-- Records for processing follows --

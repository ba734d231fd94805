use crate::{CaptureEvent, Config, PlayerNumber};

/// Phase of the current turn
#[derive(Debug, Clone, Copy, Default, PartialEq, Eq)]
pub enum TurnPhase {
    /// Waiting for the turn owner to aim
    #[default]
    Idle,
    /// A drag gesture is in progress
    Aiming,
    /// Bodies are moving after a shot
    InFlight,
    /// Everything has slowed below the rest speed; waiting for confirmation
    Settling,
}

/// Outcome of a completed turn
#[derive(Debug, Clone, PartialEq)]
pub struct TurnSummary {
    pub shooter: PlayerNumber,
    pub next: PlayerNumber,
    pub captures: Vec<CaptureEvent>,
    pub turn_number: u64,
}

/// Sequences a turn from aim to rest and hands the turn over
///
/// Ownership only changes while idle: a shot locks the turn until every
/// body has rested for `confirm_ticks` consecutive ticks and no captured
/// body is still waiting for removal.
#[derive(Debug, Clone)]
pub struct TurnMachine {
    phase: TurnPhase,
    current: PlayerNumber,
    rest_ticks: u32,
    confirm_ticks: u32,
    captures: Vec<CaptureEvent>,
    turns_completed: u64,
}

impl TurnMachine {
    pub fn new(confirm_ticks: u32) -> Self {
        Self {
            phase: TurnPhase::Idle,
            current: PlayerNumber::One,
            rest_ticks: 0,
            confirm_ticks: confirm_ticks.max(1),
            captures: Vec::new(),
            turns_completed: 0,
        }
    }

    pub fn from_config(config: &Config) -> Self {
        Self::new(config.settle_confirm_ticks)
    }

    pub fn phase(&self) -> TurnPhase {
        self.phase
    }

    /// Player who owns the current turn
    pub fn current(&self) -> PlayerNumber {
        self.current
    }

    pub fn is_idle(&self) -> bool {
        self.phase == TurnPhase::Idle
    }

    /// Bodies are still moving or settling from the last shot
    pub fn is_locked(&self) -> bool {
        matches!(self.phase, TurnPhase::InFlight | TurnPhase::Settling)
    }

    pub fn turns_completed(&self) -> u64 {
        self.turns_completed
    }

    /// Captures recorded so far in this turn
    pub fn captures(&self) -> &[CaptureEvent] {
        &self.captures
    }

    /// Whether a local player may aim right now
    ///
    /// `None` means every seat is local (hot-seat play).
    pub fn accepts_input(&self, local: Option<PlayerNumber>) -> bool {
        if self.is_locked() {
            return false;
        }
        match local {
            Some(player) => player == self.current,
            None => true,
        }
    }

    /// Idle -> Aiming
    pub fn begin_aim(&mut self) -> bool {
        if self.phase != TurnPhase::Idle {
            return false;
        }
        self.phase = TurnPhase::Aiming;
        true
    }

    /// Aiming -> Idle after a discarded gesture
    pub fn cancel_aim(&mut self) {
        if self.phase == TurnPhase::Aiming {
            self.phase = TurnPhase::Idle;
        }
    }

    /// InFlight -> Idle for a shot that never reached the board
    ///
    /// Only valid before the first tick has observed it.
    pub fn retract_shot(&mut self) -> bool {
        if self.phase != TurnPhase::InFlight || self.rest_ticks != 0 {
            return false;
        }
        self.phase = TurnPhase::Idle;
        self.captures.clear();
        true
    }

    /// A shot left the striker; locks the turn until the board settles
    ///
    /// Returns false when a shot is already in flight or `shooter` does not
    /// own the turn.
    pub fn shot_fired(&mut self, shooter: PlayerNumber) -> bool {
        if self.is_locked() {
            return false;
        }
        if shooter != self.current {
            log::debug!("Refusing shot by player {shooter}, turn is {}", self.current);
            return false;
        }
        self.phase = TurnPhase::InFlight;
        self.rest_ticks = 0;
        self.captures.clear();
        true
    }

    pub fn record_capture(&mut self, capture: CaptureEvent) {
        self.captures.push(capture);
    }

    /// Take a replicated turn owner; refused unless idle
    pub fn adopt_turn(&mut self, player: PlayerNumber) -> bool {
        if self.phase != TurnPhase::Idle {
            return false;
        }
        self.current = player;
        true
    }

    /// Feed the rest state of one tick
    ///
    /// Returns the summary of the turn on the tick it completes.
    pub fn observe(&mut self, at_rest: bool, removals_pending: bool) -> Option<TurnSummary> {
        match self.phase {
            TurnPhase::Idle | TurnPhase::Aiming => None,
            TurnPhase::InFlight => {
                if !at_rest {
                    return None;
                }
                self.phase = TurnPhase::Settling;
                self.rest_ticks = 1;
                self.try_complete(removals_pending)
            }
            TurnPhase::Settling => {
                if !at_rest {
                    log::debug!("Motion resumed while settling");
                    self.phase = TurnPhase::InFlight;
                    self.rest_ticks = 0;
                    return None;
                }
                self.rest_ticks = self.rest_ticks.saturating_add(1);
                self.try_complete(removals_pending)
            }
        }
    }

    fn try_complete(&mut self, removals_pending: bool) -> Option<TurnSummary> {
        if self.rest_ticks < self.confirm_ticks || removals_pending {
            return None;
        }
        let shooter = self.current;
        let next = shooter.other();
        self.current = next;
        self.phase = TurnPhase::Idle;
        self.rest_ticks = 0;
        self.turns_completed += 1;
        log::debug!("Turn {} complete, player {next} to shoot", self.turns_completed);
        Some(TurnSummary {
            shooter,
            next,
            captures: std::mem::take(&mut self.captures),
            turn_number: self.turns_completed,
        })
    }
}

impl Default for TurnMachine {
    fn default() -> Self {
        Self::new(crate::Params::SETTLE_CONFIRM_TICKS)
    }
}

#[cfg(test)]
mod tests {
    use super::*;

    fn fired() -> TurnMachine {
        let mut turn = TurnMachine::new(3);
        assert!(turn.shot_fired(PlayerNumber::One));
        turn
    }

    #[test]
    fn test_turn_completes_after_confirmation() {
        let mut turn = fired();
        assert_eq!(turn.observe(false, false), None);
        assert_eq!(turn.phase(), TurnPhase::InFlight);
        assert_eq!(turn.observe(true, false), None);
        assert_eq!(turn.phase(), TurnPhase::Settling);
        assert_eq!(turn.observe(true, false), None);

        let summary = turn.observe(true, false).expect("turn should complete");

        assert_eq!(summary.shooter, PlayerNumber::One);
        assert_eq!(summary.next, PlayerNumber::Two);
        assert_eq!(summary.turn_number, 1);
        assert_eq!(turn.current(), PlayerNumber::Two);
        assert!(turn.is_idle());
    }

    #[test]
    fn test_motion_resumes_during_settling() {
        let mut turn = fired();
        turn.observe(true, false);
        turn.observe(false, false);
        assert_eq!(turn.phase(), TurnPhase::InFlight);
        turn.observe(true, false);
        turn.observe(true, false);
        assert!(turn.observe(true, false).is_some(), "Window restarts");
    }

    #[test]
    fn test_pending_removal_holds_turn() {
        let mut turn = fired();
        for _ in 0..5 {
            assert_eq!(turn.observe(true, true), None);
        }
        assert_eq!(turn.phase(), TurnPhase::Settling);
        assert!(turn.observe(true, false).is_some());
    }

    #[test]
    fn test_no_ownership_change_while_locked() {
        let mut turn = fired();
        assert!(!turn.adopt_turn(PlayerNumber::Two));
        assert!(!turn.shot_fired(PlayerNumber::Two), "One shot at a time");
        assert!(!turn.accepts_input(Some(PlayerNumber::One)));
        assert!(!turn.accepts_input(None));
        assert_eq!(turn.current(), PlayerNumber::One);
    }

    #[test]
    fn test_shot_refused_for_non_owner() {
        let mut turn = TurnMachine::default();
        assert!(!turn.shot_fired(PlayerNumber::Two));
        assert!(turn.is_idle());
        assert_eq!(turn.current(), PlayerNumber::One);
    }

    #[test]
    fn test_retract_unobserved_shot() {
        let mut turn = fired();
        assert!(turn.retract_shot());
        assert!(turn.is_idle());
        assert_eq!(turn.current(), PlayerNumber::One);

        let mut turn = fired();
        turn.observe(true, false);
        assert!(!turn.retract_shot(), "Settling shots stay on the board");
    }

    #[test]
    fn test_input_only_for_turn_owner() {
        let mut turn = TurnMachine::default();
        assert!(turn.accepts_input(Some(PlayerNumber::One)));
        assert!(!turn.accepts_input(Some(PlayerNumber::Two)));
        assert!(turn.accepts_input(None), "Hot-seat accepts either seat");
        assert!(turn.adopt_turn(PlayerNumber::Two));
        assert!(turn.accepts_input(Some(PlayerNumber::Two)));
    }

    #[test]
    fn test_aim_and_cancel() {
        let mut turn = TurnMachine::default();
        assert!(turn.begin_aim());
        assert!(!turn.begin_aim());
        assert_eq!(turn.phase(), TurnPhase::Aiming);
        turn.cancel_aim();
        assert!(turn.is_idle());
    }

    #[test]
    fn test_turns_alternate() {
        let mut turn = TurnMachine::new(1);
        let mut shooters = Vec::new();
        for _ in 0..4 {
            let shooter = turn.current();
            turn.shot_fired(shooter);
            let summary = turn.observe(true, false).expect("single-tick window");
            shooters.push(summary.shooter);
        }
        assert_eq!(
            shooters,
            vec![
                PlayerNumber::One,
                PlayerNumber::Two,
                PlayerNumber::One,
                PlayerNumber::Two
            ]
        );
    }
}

-- Records for processing concluded --

:: Task to carry out ::
From the data above, output exactly the lines between the one containing "pub enum TurnPhase" and the one containing "pub struct TurnSummary", counting both of them.

:: Response area ::
pub enum TurnPhase {
    /// Waiting for the turn owner to aim
    #[default]
    Idle,
    /// A drag gesture is in progress
    Aiming,
    /// Bodies are moving after a shot
    InFlight,
    /// Everything has slowed below the rest speed; waiting for confirmation
    Settling,
}

/// Outcome of a completed turn
#[derive(Debug, Clone, PartialEq)]
pub struct TurnSummary {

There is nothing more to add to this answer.